Silverstripe CEO Wayne Yarr and RedShield cybersecurity CEO Andy Prow explain how they are unrecognisable to a global market without standards.
One standard to rule them all.
That’s the wish of leaders in the tech world using multiple standards for global reach. Silverstripe Digital Services Business CEO Wayne Yarr and RedShield cyber security CEO Andy Prow lead two of New Zealand’s biggest internet-based businesses using standards to build customer and business partner trust, and support their businesses to mature and expand into international markets.
With ‘more human interactivity now happening at the digital layer, than the human layer’ (ex CIA Director John O. Brennan), consistent, safe and accessible online data exchange, privacy and security is something many users take for granted. Standards are the glue that helps keep countries together on one page to meet these requirements.
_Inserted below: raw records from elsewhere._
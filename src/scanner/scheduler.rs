use futures::future::{BoxFuture, FutureExt};
use std::sync::Arc;
use tokio::sync::watch;
use tokio::time::{interval_at, Duration, Instant, MissedTickBehavior};

use super::Scanner;

type Job = Arc<dyn Fn() -> BoxFuture<'static, ()> + Send + Sync>;

struct ScheduledJob {
    name: &'static str,
    period: Duration,
    job: Job,
}

/// Scheduler fires each registered job on its own fixed period.
///
/// The first run of each job happens one period after `start`. Every tick
/// spawns the job body, so a slow run never delays the next tick and two
/// runs of the same job may overlap.
pub struct Scheduler {
    jobs: Vec<ScheduledJob>,
    stop_tx: Option<watch::Sender<bool>>,
}

impl Scheduler {
    pub fn new() -> Self {
        Self {
            jobs: Vec::new(),
            stop_tx: None,
        }
    }

    /// Device reconciliation and interface refresh on their configured periods
    pub fn for_scanner(scanner: Arc<Scanner>, device_period: Duration, interface_period: Duration) -> Self {
        let devices = scanner.clone();
        let interfaces = scanner;

        Self::new()
            .with_job("device scan", device_period, move || {
                let scanner = devices.clone();
                async move {
                    scanner.scan_devices_now().await;
                }
                .boxed()
            })
            .with_job("interface scan", interface_period, move || {
                let scanner = interfaces.clone();
                async move {
                    scanner.scan_interfaces_now().await;
                }
                .boxed()
            })
    }

    pub fn with_job<F>(mut self, name: &'static str, period: Duration, job: F) -> Self
    where
        F: Fn() -> BoxFuture<'static, ()> + Send + Sync + 'static,
    {
        self.jobs.push(ScheduledJob {
            name,
            period: period.max(Duration::from_millis(1)),
            job: Arc::new(job),
        });
        self
    }

    /// Start every job loop. Returns false (and does nothing) if already running.
    pub fn start(&mut self) -> bool {
        if self.stop_tx.is_some() {
            tracing::debug!("Scheduler already running");
            return false;
        }

        let (stop_tx, stop_rx) = watch::channel(false);
        self.stop_tx = Some(stop_tx);

        for scheduled in &self.jobs {
            let name = scheduled.name;
            let period = scheduled.period;
            let job = scheduled.job.clone();
            let mut stop_rx = stop_rx.clone();

            tokio::spawn(async move {
                let mut ticker = interval_at(Instant::now() + period, period);
                ticker.set_missed_tick_behavior(MissedTickBehavior::Delay);

                loop {
                    tokio::select! {
                        _ = ticker.tick() => {
                            tracing::info!("Running scheduled {}", name);
                            tokio::spawn(job());
                        }
                        _ = stop_rx.changed() => {
                            tracing::info!("Scheduled {} stopped", name);
                            break;
                        }
                    }
                }
            });
        }

        tracing::info!("Scheduler started with {} jobs", self.jobs.len());
        true
    }

    /// Stop every job loop. Runs already in flight finish on their own.
    pub fn stop(&mut self) {
        if let Some(tx) = self.stop_tx.take() {
            let _ = tx.send(true);
        }
    }
}

impl Default for Scheduler {
    fn default() -> Self {
        Self::new()
    }
}

impl Drop for Scheduler {
    fn drop(&mut self) {
        self.stop();
    }
}
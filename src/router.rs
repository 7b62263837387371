use axum::{
    routing::{get, post, put},
    Router,
};
use std::sync::Arc;
use tower_http::cors::{Any, CorsLayer};
use tower_http::trace::TraceLayer;

use crate::handlers;
use crate::AppState;

/// Build the application router with all routes
pub fn build(state: Arc<AppState>) -> Router {
    Router::new()
        .route("/api/health", get(handlers::healthcheck))
        // Device routes
        .route("/api/devices", get(handlers::devices::list_devices))
        .route("/api/devices", put(handlers::devices::upsert_device))
        .route("/api/devices/db", get(handlers::devices::list_devices_from_db))
        .route("/api/devices/leases", get(handlers::devices::list_lease_devices))
        .route("/api/devices/:mac", get(handlers::devices::get_device))
        .route("/api/devices/:mac/authorized", put(handlers::devices::set_device_authorized))
        // Interface routes
        .route("/api/interfaces", get(handlers::interfaces::list_interfaces))
        // On-demand scans
        .route("/api/scan/devices", post(handlers::scan::scan_devices))
        .route("/api/scan/interfaces", post(handlers::scan::scan_interfaces))
        .with_state(state)
        .layer(TraceLayer::new_for_http())
        .layer(
            CorsLayer::new()
                .allow_origin(Any)
                .allow_methods(Any)
                .allow_headers(Any),
        )
}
‘People underestimate the work that has to be done in building infrastructure and application software and the compliance integration required across these’, says Wayne. ‘You need to factor these things into your business model so you have a company that works across countries seamlessly and is scalable; so I can go and work for a New Zealand company, in the United Kingdom or Singapore and only worry about the time difference.’
Everything in our daily lives and business interaction is reliant on security within a global market; from government, healthcare, power and energy use, banking and logistics to ecommerce, education and insurance. All of these need one thing from international web platform providers and cyber security – to be certified against standards! Why? Simply because this offers an assurance of trust.
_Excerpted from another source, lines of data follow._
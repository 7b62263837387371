use axum::{
    extract::{Path, Query, State},
    Json,
};
use serde::Deserialize;
use std::sync::Arc;

use crate::models::*;
use crate::AppState;

use super::{success, ApiError, DataResponse, InterfaceQuery};

/// Body of `PUT /api/devices`: the device fields plus the owning interface
#[derive(Debug, Deserialize)]
#[serde(rename_all = "camelCase")]
pub struct UpsertDeviceBody {
    #[serde(alias = "interface_id")]
    pub interface_id: Option<i64>,
    #[serde(flatten)]
    pub device: UpsertDeviceRequest,
}

#[derive(Debug, Deserialize)]
pub struct AuthorizedBody {
    pub authorized: bool,
}

/// Devices currently present (cache-first): on one interface when
/// `interface_id` is given, on every interface otherwise
pub async fn list_devices(
    State(state): State<Arc<AppState>>,
    Query(query): Query<InterfaceQuery>,
) -> Result<Json<DataResponse<Vec<Device>>>, ApiError> {
    let devices = match query.interface_id {
        Some(interface_id) => state.devices.get_all_devices(interface_id).await,
        None => state.devices.get_all_devices_unscoped().await,
    }
    .map_err(ApiError::read)?;
    Ok(success(devices))
}

/// Every stored device on an interface, including DOWN ones
pub async fn list_devices_from_db(
    State(state): State<Arc<AppState>>,
    Query(query): Query<InterfaceQuery>,
) -> Result<Json<DataResponse<Vec<Device>>>, ApiError> {
    let interface_id = query.require()?;
    let devices = state
        .devices
        .get_all_devices_from_db(interface_id)
        .await
        .map_err(ApiError::read)?;
    Ok(success(devices))
}

/// Live lease table mapped to candidate devices; nothing is persisted
pub async fn list_lease_devices(
    State(state): State<Arc<AppState>>,
) -> Result<Json<DataResponse<Vec<DeviceCandidate>>>, ApiError> {
    let candidates = state
        .scanner
        .get_devices_from_dhcp_lease()
        .await
        .map_err(ApiError::read)?;
    Ok(success(candidates))
}

pub async fn get_device(
    State(state): State<Arc<AppState>>,
    Path(mac): Path<String>,
    Query(query): Query<InterfaceQuery>,
) -> Result<Json<DataResponse<Device>>, ApiError> {
    let interface_id = query.require()?;
    let device = state
        .devices
        .get_device_by_mac(&mac, interface_id)
        .await
        .map_err(ApiError::read)?;
    Ok(success(device))
}

pub async fn upsert_device(
    State(state): State<Arc<AppState>>,
    Json(body): Json<UpsertDeviceBody>,
) -> Result<Json<DataResponse<Device>>, ApiError> {
    let interface_id = body
        .interface_id
        .ok_or_else(|| ApiError::bad_request("interfaceId is required"))?;
    let device = state.devices.upsert_device(&body.device, interface_id).await?;
    Ok(success(device))
}

pub async fn set_device_authorized(
    State(state): State<Arc<AppState>>,
    Path(mac): Path<String>,
    Query(query): Query<InterfaceQuery>,
    Json(body): Json<AuthorizedBody>,
) -> Result<Json<DataResponse<Device>>, ApiError> {
    let interface_id = query.require()?;
    let device = state
        .devices
        .set_device_authorized(&mac, interface_id, body.authorized)
        .await?;
    Ok(success(device))
}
‘We are unrecognisable to a global market without standards,’ says Andy Prow. ‘As a New Zealand tech company expanding globally, we don’t win work because of standards and compliance. But without them we do lose!’
Standards within the digital sector are diverse including international standards for accessibility guidelines, health and safety, data privacy, cyber security and cloud security, information management systems. Keeping across these can be a challenge. ‘Developers doing the work need to evolve with changing recommendations and have the knowledge to incorporate them in the work they do,’ says Wayne. ‘What was relevant yesterday isn’t relevant tomorrow.’
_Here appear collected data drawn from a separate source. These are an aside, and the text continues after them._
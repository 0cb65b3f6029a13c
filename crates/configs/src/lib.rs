use anyhow::anyhow;
use anyhow::Result;
use serde::Deserialize;

#[derive(Debug, Clone, Deserialize, Default)]
pub struct AppConfig {
    #[serde(default)]
    pub server: ServerConfig,
    #[serde(default)]
    pub database: DatabaseConfig,
    #[serde(default)]
    pub store: StoreConfig,
    #[serde(default)]
    pub client: ClientConfig,
}

#[derive(Debug, Clone, Deserialize)]
pub struct ServerConfig {
    pub host: String,
    pub port: u16,
    #[serde(default)]
    pub worker_threads: Option<usize>,
}

impl Default for ServerConfig {
    fn default() -> Self {
        Self { host: "127.0.0.1".into(), port: 8080, worker_threads: Some(4) }
    }
}

/// Table store connection. An empty `url` selects the JSON file store.
#[derive(Debug, Clone, Deserialize)]
pub struct DatabaseConfig {
    #[serde(default)]
    pub url: String,
    #[serde(default = "default_max_connections")]
    pub max_connections: u32,
    #[serde(default = "default_min_connections")]
    pub min_connections: u32,
    #[serde(default = "default_connect_timeout")]
    pub connect_timeout_secs: u64,
    #[serde(default)]
    pub sqlx_logging: bool,
}

impl Default for DatabaseConfig {
    fn default() -> Self {
        Self {
            url: String::new(),
            max_connections: default_max_connections(),
            min_connections: default_min_connections(),
            connect_timeout_secs: default_connect_timeout(),
            sqlx_logging: false,
        }
    }
}

#[derive(Debug, Clone, Deserialize)]
pub struct StoreConfig {
    #[serde(default = "default_data_dir")]
    pub data_dir: String,
    #[serde(default = "default_file_name")]
    pub file_name: String,
    /// Seconds between expired-record sweeps; 0 disables the sweeper.
    #[serde(default = "default_sweep_interval")]
    pub sweep_interval_secs: u64,
}

impl Default for StoreConfig {
    fn default() -> Self {
        Self {
            data_dir: default_data_dir(),
            file_name: default_file_name(),
            sweep_interval_secs: default_sweep_interval(),
        }
    }
}

#[derive(Debug, Clone, Deserialize)]
pub struct ClientConfig {
    /// Remote API base URL. When absent the client uses the local fallback store.
    #[serde(default)]
    pub api_url: Option<String>,
    #[serde(default = "default_local_path")]
    pub local_path: String,
    #[serde(default = "default_poll_interval")]
    pub poll_interval_secs: u64,
    #[serde(default)]
    pub seed_demo: bool,
    #[serde(default = "default_request_timeout")]
    pub request_timeout_secs: u64,
}

impl Default for ClientConfig {
    fn default() -> Self {
        Self {
            api_url: None,
            local_path: default_local_path(),
            poll_interval_secs: default_poll_interval(),
            seed_demo: false,
            request_timeout_secs: default_request_timeout(),
        }
    }
}

fn default_max_connections() -> u32 { 10 }
fn default_min_connections() -> u32 { 1 }
fn default_connect_timeout() -> u64 { 30 }
fn default_data_dir() -> String { "data".into() }
fn default_file_name() -> String { "sos.json".into() }
fn default_sweep_interval() -> u64 { 60 }
fn default_local_path() -> String { "data/local_sos.json".into() }
fn default_poll_interval() -> u64 { 30 }
fn default_request_timeout() -> u64 { 10 }

pub fn load_default() -> Result<AppConfig> {
    let path = std::env::var("CONFIG_PATH").unwrap_or_else(|_| "config.toml".to_string());
    load_from_file(&path)
}

pub fn load_from_file(path: &str) -> Result<AppConfig> {
    let content = std::fs::read_to_string(path)?;
    parse(&content)
}

pub fn parse(content: &str) -> Result<AppConfig> {
    let cfg: AppConfig = toml::from_str(content)?;
    Ok(cfg)
}

impl AppConfig {
    /// Load `config.toml` (or defaults when it is missing), apply environment
    /// overrides, then validate.
    pub fn load_and_validate() -> Result<Self> {
        let mut cfg = match load_default() {
            Ok(cfg) => cfg,
            Err(e) if is_missing_file(&e) => AppConfig::default(),
            Err(e) => return Err(e),
        };
        cfg.apply_env(|key| std::env::var(key).ok());
        cfg.normalize_and_validate()?;
        Ok(cfg)
    }

    /// Overlay values from the environment. The lookup is injected so tests
    /// do not have to mutate the process environment.
    pub fn apply_env<F>(&mut self, lookup: F)
    where
        F: Fn(&str) -> Option<String>,
    {
        if let Some(host) = lookup("SERVER_HOST") {
            self.server.host = host;
        }
        if let Some(port) = lookup("SERVER_PORT").and_then(|p| p.parse::<u16>().ok()) {
            self.server.port = port;
        }
        if let Some(w) = lookup("TOKIO_WORKER_THREADS").and_then(|v| v.parse::<usize>().ok()) {
            self.server.worker_threads = Some(w);
        }
        if self.database.url.trim().is_empty() {
            if let Some(url) = lookup("DATABASE_URL") {
                self.database.url = url;
            }
        }
        if let Some(dir) = lookup("DATA_DIR") {
            self.store.data_dir = dir;
        }
        if let Some(url) = lookup("SOS_API_URL") {
            self.client.api_url = Some(url);
        }
        if let Some(secs) = lookup("SOS_POLL_INTERVAL_SECS").and_then(|v| v.parse::<u64>().ok()) {
            self.client.poll_interval_secs = secs;
        }
    }

    pub fn normalize_and_validate(&mut self) -> Result<()> {
        self.server.normalize()?;
        self.database.validate()?;
        self.store.validate()?;
        self.client.normalize()?;
        Ok(())
    }
}

fn is_missing_file(e: &anyhow::Error) -> bool {
    e.downcast_ref::<std::io::Error>()
        .map(|io| io.kind() == std::io::ErrorKind::NotFound)
        .unwrap_or(false)
}

impl ServerConfig {
    fn normalize(&mut self) -> Result<()> {
        if self.host.trim().is_empty() {
            self.host = "127.0.0.1".to_string();
        }
        if self.port == 0 {
            return Err(anyhow!("server.port must be in 1..=65535"));
        }
        match self.worker_threads {
            Some(0) | None => self.worker_threads = Some(4),
            Some(_) => {}
        }
        Ok(())
    }
}

impl DatabaseConfig {
    /// Whether a table store URL was configured.
    pub fn is_configured(&self) -> bool {
        !self.url.trim().is_empty()
    }

    pub fn validate(&self) -> Result<()> {
        if !self.is_configured() {
            return Ok(());
        }
        let lower = self.url.to_lowercase();
        if !(lower.starts_with("postgresql://") || lower.starts_with("postgres://") || lower.starts_with("sqlite:")) {
            return Err(anyhow!("database.url must start with postgres://, postgresql:// or sqlite:"));
        }
        if self.min_connections == 0 {
            return Err(anyhow!("database.min_connections must be >= 1"));
        }
        if self.max_connections < self.min_connections {
            return Err(anyhow!("database.max_connections must be >= min_connections"));
        }
        if self.connect_timeout_secs == 0 {
            return Err(anyhow!("database.connect_timeout_secs must be positive"));
        }
        Ok(())
    }
}

impl StoreConfig {
    pub fn file_path(&self) -> std::path::PathBuf {
        std::path::Path::new(&self.data_dir).join(&self.file_name)
    }

    fn validate(&self) -> Result<()> {
        if self.file_name.trim().is_empty() {
            return Err(anyhow!("store.file_name must not be empty"));
        }
        Ok(())
    }
}

impl ClientConfig {
    /// The remote endpoint, if one is configured and non-blank.
    pub fn remote_url(&self) -> Option<&str> {
        self.api_url
            .as_deref()
            .map(str::trim)
            .filter(|u| !u.is_empty())
    }

    fn normalize(&mut self) -> Result<()> {
        if let Some(url) = self.remote_url() {
            let url = url.trim_end_matches('/').to_string();
            if !(url.starts_with("http://") || url.starts_with("https://")) {
                return Err(anyhow!("client.api_url must start with http(s)"));
            }
            self.api_url = Some(url);
        } else {
            self.api_url = None;
        }
        if self.poll_interval_secs == 0 {
            self.poll_interval_secs = default_poll_interval();
        }
        if self.request_timeout_secs == 0 {
            self.request_timeout_secs = default_request_timeout();
        }
        Ok(())
    }
}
The importance of digital economy to New Zealand means we should be staying close and participating in relevant technology, and digital and data-related international standards development committees to ensure New Zealand are able to contribute to and shape the standards that matter most for New Zealand’s benefit.
‘We would love to see one standard to rule them all,’ jokes Andy. Participating in international standards development – something Standards New Zealand facilitates – offers a great opportunity to be involved in unifying guidelines and recommendations that ultimately support international business. When the world needs to stay connected – especially important in times of pandemic – barriers and inconsistencies would not help.
Wayne advises, ‘When you’re developing your new business and thinking about what business model you want, as much as thinking about adopting an employee-centric philosophy, you also need to think about what standards you’re going to need. You will need them for growth not just in New Zealand but further afield, so standards need to be a part of your strategic process right up front.’
‘Compliance needs to be integrated into best practice, so that if you do things really well for security, for accessibility, for privacy etc you don’t need to think about including compliance as an add on or nice to have. It will be your standard approach and you’ll be better prepared to conquer the international market.’
International standards play a crucial role in facilitating and enabling international trade, and supporting businesses into export markets by lowering barriers to trade and avoiding other risks. Benefits to New Zealand business come through awareness of and participation in the work of international standards development committees, so we are at the forefront of agreed best practice.
International standards support many other sectors. Standards New Zealand is responsible for coordinating the involvement of New Zealand experts on international committees, in particular the International Organisation for Standardisation (ISO) and International Electrotechnical Commission (IEC).